On this page:
1 Introduction
2 Meetings
3 Turn In Policy
4 Paper Review Format
5 Discussion Review Format
6 Exams
7 Grading
8 Your Final Grade

Advanced Programming Languages (Winter 2012)

This class is taught by Jay McCarthy.

We meet in 202 RB at 9:30-10:45a TR.

Jay McCarthy’s office hours are 1pm to 4:00pm M-F in 3328 TMCB.

1 Introduction

This course covers advanced programming language topics.

This year’s theme is low-level programming languages and virtual machines.

This course will be structured as follows: each week we’ll hear presentations on a paper from a student; before the first meeting every student will turn in a review of the paper; after the second meeting every student will turn in a review of presenter. If a paper is particularly confusing, I’ll take the next day to go over some of the necessary theory. The presenter should consult with me to design their presentations.

2 Meetings

 

Date

 

Paper

 

Presenter.

 

1/5

 

The Low Level Langauge

 

Jay

 

1/10

 

C–: a portable assembly language that supports garbage collection

 

Blake

 

1/12

 

cont.

 

 

1/17

 

LLVM: A Compilation Framework for Lifelong Program Analysis & Transformation

 

Nick

 

1/19

 

cont.

 

 

1/24

 

Pre-Scheme: A Scheme Dialect for Systems Programming

 

Scott

 

1/26

 

cont.

 

 

1/31

 

JVM and its Bytecode vs CLR and its Bytecode

 

Song

 

2/2

 

cont.

 

 

2/7

 

Parrot VM

 

Kevin

 

2/9

 

cont.

 

 

2/14

 

Programming with Forth and Forth philosophy

 

Daniel

 

2/16

 

cont.

 

 

2/23

 

2010 LLVM Developers’ Meeting

 

Video

 

2/28

 

KLEE: Unassisted and Automatic Generation of High-Coverage Tests for Complex Systems Programs

 

Kevin

 

3/1

 

cont.

 

 

3/6

 

Safe Manual Memory Management in Cyclone

 

Blake

 

3/8

 

cont.

 

 

3/13

 

OpenCL C

 

Saint

 

3/15

 

cont.

 

 

3/20

 

The Racket Virtual Machine and Randomized Testing

 

Nick

 

3/22

 

cont.

 

 

3/27

 

JONESFORTH: Implementing Forth

 

Kimball

 

3/29

 

cont.

 

 

4/3

 

VMKit: a Substrate for Managed Runtime Environments

 

Daniel

 

4/5

 

cont.

 

 

4/10

 

EigenCFA: Accelerating Flow Analysis with GPUs

 

Jay

This schedule may change.

3 Turn In Policy

Reviews are to be emailed to byu-cs-630-winter-2012@googlegroups.com. Paper reviews are due by 5pm the day before the first meeting. Discussion reviews are due by 5pm the day after the second meeting.

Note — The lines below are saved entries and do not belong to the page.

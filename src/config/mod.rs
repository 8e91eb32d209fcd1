//! Configuration management subsystem.
//!
//! # Data Flow
//! ```text
//! config file (TOML)
//!     → loader.rs (parse & deserialize)
//!     → validation.rs (semantic checks)
//!     → GatewayConfig (validated, immutable)
//!     → lifecycle::startup builds registry, limiters, breakers
//!
//! On file change:
//!     watcher.rs detects change
//!     → loader.rs loads new config
//!     → validation.rs validates
//!     → server swaps services/routes/policies atomically
//! ```
//!
//! # Design Decisions
//! - Config is immutable once loaded; changes require full reload
//! - All sections have defaults to allow minimal configs
//! - Validation separates syntactic (serde) from semantic checks

pub mod loader;
pub mod schema;
pub mod validation;
pub mod watcher;

pub use loader::{load_config, ConfigError};
pub use schema::{
    AdminConfig, CircuitBreakerSettings, GatewayConfig, HealthCheckConfig, ListenerConfig,
    LogFormat, ObservabilityConfig, PipelineConfig, RateLimitConfig, RateLimitPolicy,
    RateLimitScope, RouteConfig, ServiceConfig,
};
pub use validation::ValidationError;
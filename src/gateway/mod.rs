//! Gateway request pipeline.
//!
//! # Data Flow
//! ```text
//! Incoming request
//!     → identity.rs (client IP, user id)
//!     → pipeline.rs (route → auth → rate limit → breaker permit)
//!     → forward.rs (upstream call with the service timeout)
//!     → pipeline.rs (outcome reported to the breaker)
//!     → outcome.rs (rejections as HTTP responses)
//! ```

pub mod forward;
pub mod identity;
pub mod outcome;
pub mod pipeline;

pub use forward::{ForwardError, ForwardRequest, Forwarder, HyperForwarder};
pub use identity::ClientContext;
pub use outcome::GatewayError;
pub use pipeline::{Gateway, ResolvedRoute};
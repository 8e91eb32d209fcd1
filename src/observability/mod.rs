//! Observability subsystem.
//!
//! # Data Flow
//! ```text
//! All subsystems produce:
//!     → logging.rs (structured log events)
//!     → metrics.rs (counters, gauges, histograms)
//!
//! Consumers:
//!     → Log aggregation (stdout, JSON)
//!     → Metrics endpoint (Prometheus scrape)
//! ```
//!
//! # Design Decisions
//! - Structured logging (JSON) for machine parsing
//! - Request ID flows through every request span
//! - Metrics are cheap (atomic increments)

pub mod logging;
pub mod metrics;
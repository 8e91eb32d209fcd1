//! Service health status.
//!
//! # States
//! - Unknown: not probed yet (or re-registered)
//! - Healthy: last probe returned 2xx
//! - Unhealthy: last probe returned non-2xx, failed, or timed out
//!
//! # Design Decisions
//! - Status reflects the most recent probe only, no hysteresis
//! - Written by the health checker only

use serde::{Deserialize, Serialize};

#[derive(Debug, Clone, Copy, PartialEq, Eq, Hash, Default, Serialize, Deserialize)]
#[serde(rename_all = "lowercase")]
pub enum HealthStatus {
    #[default]
    Unknown,
    Healthy,
    Unhealthy,
}

impl HealthStatus {
    pub fn as_str(&self) -> &'static str {
        match self {
            HealthStatus::Unknown => "unknown",
            HealthStatus::Healthy => "healthy",
            HealthStatus::Unhealthy => "unhealthy",
        }
    }

    pub fn is_healthy(&self) -> bool {
        matches!(self, HealthStatus::Healthy)
    }
}

impl std::fmt::Display for HealthStatus {
    fn fmt(&self, f: &mut std::fmt::Formatter<'_>) -> std::fmt::Result {
        f.write_str(self.as_str())
    }
}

The subject line must be: "BYU - Winter 2012 - CS 630 - date - kind", where date is the date of the meeting and kind is either Paper or Discussion.

Only one email should be sent. If more than one is sent, I will grade the oldest one.

The only file formats that will be accepted are inline text.

Reviews that do not have the correct format will receive no credit.

4 Paper Review Format

Your review should summarize the paper, identify its primary contributions, describe something you understood well, and describe something you had a hard time understanding. You should plan on writing approximately a page and a half of prose.

5 Discussion Review Format

Your review should summarize the discussion, identify the main things you learned from it and/or thought deeply about, and describe what lingering questions (if any) you still have about the material. You should plan on writing approximately a page and a half of prose.

6 Exams

There are no exams in this course.

7 Grading

Each review is graded with a number between 0 and 1.

8 Your Final Grade

Your final numeric grade is the average of the reviews due.

I will then run the following function to convert it to a letter:

> (define (convert-to-letter ng)
    (cond
      [(> ng 0.93) "A"]
      [(> ng 0.9) "A-"]
      [(> ng 0.86) "B+"]
      [(> ng 0.83) "B"]
      [(> ng 0.8) "B-"]
      [(> ng 0.76) "C+"]
      [(> ng 0.73) "C"]
      [(> ng 0.7) "C-"]
      [(> ng 0.66) "D+"]
      [(> ng 0.63) "D"]
      [(> ng 0.6) "D-"]
      [else "F"]))

Examples:

> (convert-to-letter 1)

"A"

> (convert-to-letter 0.94)

"A"

> (convert-to-letter 0.899999)

"B+"

> (convert-to-letter 0.81)

"B-"

> (convert-to-letter 0.74)

"C"

> (convert-to-letter 0.6999999)

"D+"

> (convert-to-letter 0.62)

"D-"

> (convert-to-letter 0.57)

"F"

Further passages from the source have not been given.